[Stored data entries]
· · · · ·

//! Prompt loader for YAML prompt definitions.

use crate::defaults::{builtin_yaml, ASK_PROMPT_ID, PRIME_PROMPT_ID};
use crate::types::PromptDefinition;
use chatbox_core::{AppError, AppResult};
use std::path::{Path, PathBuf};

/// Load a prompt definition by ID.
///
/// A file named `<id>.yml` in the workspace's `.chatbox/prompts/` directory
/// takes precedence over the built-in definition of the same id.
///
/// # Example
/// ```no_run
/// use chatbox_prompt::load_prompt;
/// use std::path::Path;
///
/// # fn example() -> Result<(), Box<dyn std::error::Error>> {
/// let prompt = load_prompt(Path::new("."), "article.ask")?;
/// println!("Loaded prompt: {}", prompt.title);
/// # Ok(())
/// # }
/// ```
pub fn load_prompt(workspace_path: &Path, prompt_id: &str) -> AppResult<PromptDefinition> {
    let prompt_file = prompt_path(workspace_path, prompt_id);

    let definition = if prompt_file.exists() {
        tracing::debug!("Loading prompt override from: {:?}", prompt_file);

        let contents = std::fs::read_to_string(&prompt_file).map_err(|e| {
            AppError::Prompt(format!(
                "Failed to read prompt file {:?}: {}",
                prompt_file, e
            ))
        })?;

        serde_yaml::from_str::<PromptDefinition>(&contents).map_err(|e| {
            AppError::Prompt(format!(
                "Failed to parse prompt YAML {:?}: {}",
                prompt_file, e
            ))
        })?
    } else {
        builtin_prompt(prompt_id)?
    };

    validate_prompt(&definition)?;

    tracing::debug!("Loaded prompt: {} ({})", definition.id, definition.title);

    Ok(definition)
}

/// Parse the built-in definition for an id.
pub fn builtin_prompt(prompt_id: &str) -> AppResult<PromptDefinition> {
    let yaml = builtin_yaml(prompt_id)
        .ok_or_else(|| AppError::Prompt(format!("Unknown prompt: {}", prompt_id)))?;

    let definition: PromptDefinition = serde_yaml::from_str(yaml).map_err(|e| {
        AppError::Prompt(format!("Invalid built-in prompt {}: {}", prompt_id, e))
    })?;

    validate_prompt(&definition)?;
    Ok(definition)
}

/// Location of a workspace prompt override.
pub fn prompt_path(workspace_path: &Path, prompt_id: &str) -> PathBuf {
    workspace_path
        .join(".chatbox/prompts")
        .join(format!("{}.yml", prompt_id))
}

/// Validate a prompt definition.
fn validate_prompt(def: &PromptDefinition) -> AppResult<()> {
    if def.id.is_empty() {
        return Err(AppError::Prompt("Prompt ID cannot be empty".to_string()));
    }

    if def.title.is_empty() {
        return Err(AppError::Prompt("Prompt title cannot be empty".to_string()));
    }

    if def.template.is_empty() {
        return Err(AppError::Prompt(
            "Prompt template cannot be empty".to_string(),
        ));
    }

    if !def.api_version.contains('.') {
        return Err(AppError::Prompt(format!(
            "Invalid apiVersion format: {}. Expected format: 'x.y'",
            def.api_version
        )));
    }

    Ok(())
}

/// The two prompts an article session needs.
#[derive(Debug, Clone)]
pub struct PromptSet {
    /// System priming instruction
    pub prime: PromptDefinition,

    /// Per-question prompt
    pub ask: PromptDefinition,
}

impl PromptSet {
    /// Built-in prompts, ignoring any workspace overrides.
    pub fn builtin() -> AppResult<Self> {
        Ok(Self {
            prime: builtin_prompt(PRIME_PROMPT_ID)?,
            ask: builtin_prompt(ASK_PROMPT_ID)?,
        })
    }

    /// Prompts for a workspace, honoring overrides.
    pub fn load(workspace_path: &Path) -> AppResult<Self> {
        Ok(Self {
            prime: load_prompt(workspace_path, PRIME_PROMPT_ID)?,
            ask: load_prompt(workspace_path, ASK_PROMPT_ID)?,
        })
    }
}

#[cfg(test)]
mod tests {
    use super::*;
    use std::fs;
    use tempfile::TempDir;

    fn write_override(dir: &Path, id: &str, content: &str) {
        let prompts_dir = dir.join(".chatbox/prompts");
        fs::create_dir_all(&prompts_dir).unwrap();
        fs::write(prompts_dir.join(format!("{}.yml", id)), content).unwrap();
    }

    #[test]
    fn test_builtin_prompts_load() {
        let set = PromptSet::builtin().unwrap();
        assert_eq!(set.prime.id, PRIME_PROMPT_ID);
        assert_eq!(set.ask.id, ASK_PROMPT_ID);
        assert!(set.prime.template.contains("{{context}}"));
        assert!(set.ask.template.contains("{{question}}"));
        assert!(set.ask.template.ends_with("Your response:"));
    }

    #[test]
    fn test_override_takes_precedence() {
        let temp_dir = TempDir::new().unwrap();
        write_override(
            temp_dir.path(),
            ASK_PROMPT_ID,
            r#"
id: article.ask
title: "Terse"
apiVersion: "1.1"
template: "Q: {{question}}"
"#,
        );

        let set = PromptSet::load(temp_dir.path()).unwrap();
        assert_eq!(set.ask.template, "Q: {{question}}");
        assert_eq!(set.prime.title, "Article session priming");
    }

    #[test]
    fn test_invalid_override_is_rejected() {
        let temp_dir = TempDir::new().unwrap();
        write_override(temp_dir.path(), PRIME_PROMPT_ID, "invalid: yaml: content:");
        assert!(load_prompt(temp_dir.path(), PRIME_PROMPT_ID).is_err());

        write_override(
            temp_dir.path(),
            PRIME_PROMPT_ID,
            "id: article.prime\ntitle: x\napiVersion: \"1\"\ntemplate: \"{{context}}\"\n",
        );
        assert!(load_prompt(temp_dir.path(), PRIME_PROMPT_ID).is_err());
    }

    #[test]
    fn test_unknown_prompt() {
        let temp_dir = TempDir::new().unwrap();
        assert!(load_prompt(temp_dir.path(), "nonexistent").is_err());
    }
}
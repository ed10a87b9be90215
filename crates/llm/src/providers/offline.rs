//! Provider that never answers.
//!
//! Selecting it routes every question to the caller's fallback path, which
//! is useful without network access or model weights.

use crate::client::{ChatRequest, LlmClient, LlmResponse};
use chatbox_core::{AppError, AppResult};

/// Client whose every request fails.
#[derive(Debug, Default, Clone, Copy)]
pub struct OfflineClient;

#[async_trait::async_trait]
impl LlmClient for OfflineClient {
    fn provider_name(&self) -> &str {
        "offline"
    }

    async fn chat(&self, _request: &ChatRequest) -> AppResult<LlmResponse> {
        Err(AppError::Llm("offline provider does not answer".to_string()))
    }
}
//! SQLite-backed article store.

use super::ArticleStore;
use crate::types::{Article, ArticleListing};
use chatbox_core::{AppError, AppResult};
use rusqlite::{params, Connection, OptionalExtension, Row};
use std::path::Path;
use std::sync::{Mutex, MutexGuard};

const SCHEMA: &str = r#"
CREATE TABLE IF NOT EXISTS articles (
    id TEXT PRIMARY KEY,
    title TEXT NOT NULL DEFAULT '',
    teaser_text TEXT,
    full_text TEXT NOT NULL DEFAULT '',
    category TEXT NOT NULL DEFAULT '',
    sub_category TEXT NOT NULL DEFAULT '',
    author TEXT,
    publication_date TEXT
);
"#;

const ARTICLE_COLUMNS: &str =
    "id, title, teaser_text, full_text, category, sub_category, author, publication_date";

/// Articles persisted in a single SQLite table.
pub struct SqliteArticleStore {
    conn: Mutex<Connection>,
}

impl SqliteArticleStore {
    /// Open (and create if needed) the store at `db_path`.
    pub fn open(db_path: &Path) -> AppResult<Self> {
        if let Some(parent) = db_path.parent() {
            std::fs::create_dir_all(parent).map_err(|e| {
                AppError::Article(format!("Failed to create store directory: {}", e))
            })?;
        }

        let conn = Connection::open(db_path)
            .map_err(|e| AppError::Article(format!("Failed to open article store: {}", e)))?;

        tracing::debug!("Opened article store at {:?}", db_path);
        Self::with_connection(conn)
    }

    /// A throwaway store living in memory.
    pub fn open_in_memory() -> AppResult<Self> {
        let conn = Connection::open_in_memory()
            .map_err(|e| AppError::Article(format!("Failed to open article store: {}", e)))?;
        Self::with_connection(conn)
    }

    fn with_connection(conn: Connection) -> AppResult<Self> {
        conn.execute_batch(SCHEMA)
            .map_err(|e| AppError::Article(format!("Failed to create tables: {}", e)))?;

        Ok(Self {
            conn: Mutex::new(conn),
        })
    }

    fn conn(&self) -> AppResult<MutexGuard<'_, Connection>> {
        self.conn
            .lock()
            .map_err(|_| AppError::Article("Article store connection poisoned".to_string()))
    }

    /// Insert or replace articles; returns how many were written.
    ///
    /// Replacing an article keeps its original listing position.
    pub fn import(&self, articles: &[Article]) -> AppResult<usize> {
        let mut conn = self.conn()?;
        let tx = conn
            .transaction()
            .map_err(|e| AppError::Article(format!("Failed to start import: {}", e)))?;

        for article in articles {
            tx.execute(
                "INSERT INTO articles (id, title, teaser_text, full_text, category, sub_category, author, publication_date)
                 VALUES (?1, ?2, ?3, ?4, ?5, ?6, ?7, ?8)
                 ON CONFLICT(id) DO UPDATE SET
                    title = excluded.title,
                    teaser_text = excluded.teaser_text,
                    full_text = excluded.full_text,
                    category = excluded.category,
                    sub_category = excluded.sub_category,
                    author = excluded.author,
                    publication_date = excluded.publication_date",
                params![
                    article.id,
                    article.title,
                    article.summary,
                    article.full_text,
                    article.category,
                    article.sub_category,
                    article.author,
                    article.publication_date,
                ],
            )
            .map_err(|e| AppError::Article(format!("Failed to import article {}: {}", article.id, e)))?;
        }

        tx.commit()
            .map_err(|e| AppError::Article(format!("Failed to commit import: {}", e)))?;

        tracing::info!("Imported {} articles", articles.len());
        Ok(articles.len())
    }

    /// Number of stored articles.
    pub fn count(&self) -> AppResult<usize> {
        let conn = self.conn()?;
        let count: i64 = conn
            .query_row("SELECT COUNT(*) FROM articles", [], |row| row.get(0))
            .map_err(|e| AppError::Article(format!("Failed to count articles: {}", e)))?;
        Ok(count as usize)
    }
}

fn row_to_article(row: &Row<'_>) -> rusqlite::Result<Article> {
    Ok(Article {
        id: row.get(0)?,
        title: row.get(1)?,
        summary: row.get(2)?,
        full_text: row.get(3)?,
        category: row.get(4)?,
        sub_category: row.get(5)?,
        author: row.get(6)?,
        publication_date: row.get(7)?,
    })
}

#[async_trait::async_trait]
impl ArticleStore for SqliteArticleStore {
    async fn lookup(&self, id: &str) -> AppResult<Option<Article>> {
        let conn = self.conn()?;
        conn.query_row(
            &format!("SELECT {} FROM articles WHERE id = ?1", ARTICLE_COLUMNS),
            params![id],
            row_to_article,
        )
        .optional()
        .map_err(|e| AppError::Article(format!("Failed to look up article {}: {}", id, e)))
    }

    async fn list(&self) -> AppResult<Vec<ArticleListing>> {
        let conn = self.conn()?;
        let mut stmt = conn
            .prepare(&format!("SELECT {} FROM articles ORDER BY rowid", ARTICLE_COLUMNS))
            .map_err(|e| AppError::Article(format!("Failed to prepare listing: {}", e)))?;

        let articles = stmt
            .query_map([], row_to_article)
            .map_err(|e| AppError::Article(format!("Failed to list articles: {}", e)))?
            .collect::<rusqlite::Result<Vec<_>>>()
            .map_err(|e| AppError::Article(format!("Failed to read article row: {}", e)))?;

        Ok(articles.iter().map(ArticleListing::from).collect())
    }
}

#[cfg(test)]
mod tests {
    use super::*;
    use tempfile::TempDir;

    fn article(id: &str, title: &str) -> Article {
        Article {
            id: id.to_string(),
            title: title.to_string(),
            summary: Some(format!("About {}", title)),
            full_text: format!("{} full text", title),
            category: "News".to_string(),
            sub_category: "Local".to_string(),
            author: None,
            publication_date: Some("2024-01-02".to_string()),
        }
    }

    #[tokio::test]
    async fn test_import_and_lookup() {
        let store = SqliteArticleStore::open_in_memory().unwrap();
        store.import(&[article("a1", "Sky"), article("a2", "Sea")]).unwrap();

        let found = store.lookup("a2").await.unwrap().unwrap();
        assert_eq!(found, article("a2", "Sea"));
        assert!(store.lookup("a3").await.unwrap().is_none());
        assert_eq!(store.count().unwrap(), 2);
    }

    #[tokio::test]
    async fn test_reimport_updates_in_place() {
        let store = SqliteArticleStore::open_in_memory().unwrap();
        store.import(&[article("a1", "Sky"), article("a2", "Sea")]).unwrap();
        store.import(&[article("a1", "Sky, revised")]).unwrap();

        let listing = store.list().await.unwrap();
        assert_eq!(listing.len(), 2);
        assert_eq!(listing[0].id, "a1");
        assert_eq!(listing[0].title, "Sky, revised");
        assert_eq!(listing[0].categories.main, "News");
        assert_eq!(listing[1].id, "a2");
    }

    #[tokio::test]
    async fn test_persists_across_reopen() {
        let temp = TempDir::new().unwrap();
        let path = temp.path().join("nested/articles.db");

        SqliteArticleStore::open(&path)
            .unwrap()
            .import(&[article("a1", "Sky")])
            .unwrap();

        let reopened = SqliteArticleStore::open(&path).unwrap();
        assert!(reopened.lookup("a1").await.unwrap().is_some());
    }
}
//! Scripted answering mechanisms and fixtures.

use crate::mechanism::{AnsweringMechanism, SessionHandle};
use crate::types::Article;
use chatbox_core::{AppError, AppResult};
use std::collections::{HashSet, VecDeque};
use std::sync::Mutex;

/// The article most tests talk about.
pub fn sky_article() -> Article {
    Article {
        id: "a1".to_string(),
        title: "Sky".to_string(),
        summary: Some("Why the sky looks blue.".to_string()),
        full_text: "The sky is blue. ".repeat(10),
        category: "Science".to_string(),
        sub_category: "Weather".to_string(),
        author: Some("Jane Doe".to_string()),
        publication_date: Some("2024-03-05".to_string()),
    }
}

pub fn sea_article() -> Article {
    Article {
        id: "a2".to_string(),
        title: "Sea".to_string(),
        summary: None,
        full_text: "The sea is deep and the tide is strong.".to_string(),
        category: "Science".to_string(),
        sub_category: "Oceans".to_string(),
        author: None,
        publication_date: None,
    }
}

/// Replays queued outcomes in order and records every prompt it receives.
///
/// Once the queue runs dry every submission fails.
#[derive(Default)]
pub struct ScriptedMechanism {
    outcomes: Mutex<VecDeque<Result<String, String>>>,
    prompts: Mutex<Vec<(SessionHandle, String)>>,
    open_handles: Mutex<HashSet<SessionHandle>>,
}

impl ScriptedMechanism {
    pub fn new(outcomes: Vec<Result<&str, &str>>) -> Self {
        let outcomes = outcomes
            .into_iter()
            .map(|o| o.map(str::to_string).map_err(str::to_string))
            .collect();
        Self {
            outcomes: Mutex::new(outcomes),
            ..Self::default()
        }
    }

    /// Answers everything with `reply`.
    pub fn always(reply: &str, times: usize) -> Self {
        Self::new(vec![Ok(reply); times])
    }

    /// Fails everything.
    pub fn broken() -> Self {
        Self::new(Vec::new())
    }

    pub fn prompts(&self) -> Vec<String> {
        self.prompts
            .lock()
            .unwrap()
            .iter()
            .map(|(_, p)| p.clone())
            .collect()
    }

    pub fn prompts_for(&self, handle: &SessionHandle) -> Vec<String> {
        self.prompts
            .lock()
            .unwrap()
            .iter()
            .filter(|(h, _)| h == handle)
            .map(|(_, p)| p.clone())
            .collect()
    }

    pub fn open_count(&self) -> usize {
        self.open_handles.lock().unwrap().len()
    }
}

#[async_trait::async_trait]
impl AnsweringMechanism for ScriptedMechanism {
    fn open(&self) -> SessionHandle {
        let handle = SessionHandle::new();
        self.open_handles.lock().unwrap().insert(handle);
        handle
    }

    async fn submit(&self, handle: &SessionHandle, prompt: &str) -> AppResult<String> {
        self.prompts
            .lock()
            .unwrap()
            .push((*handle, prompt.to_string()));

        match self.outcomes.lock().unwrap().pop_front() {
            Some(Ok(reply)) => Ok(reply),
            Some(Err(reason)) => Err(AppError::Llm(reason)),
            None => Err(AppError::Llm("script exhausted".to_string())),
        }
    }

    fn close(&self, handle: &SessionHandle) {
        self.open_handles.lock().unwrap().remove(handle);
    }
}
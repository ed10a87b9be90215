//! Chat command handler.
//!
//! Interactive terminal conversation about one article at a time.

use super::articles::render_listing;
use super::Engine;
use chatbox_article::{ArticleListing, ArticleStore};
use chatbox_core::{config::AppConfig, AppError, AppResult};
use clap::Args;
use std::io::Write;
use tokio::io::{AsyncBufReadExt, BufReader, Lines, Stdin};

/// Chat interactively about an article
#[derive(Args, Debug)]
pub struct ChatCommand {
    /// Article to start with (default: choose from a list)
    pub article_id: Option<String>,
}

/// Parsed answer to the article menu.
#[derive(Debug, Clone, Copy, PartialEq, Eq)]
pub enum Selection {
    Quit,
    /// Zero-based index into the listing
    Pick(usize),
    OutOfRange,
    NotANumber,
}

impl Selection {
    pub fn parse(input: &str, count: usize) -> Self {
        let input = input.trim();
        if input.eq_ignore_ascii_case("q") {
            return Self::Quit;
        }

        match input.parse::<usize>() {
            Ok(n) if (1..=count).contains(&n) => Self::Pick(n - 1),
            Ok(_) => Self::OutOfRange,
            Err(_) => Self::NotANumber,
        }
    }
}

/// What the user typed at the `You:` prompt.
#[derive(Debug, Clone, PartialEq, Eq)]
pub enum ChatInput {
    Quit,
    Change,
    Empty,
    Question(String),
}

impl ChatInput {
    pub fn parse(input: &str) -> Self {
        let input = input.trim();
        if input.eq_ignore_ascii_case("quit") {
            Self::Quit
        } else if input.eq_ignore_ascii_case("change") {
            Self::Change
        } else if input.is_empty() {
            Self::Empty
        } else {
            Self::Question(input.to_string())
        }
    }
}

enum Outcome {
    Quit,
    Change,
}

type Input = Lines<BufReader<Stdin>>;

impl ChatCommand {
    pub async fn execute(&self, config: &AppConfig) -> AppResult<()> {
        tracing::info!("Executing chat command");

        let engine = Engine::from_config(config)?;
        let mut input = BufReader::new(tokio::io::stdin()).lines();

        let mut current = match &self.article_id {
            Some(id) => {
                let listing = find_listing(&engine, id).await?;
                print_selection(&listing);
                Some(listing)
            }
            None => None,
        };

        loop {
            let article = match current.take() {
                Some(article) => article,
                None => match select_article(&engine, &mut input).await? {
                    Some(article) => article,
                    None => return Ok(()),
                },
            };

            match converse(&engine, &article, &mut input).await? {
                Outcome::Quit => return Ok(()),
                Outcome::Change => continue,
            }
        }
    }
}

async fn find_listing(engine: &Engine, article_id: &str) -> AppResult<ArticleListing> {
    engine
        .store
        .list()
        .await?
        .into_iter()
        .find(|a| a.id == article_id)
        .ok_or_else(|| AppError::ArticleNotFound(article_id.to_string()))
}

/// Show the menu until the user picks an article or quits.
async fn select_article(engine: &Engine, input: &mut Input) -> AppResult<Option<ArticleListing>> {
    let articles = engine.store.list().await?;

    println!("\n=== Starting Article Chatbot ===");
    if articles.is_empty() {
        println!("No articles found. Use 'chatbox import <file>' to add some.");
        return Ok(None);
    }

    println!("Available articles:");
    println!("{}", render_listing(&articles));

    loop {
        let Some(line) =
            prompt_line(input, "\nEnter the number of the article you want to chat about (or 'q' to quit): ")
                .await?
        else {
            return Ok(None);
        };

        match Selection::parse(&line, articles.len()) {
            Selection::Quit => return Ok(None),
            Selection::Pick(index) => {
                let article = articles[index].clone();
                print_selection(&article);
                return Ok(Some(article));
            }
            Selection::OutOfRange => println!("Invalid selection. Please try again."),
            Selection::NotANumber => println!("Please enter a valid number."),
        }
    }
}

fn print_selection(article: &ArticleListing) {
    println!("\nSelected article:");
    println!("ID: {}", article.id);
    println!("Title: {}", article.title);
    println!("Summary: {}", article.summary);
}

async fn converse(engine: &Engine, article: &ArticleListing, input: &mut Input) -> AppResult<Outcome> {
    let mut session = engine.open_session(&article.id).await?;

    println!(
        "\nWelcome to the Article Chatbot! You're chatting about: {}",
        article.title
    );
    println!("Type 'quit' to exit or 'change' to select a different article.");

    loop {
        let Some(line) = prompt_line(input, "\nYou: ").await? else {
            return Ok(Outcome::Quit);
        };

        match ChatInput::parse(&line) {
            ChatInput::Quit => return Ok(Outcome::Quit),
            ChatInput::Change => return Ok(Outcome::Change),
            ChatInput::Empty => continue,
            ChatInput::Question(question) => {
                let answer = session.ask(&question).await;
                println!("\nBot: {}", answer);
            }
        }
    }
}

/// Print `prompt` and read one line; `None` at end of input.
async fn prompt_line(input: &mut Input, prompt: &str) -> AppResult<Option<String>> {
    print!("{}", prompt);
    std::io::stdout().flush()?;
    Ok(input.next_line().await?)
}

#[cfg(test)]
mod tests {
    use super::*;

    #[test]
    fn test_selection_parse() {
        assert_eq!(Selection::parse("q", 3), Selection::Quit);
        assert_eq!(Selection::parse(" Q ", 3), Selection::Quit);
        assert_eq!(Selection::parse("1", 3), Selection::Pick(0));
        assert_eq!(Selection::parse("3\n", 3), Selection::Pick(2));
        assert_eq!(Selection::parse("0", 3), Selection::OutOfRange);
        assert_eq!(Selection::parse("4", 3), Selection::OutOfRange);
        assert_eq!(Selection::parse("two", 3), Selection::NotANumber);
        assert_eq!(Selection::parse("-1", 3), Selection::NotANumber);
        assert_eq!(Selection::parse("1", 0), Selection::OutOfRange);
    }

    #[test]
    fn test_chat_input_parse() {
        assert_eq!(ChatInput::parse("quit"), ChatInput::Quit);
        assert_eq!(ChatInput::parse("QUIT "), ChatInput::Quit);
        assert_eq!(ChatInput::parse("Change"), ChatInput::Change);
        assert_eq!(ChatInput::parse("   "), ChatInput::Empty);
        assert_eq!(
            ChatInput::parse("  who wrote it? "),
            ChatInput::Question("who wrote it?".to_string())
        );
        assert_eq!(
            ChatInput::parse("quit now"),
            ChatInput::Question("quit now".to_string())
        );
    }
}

· · · · ·

When you reach the line with "use super::ArticleStore;" in the records above, start writing out lines exactly, and stop once the line with "const ARTICLE_COLUMNS: &str" has been written; include nothing else.

## Exercise response:
use super::ArticleStore;
use crate::types::{Article, ArticleListing};
use chatbox_core::{AppError, AppResult};
use rusqlite::{params, Connection, OptionalExtension, Row};
use std::path::Path;
use std::sync::{Mutex, MutexGuard};

const SCHEMA: &str = r#"
CREATE TABLE IF NOT EXISTS articles (
    id TEXT PRIMARY KEY,
    title TEXT NOT NULL DEFAULT '',
    teaser_text TEXT,
    full_text TEXT NOT NULL DEFAULT '',
    category TEXT NOT NULL DEFAULT '',
    sub_category TEXT NOT NULL DEFAULT '',
    author TEXT,
    publication_date TEXT
);
"#;

const ARTICLE_COLUMNS: &str =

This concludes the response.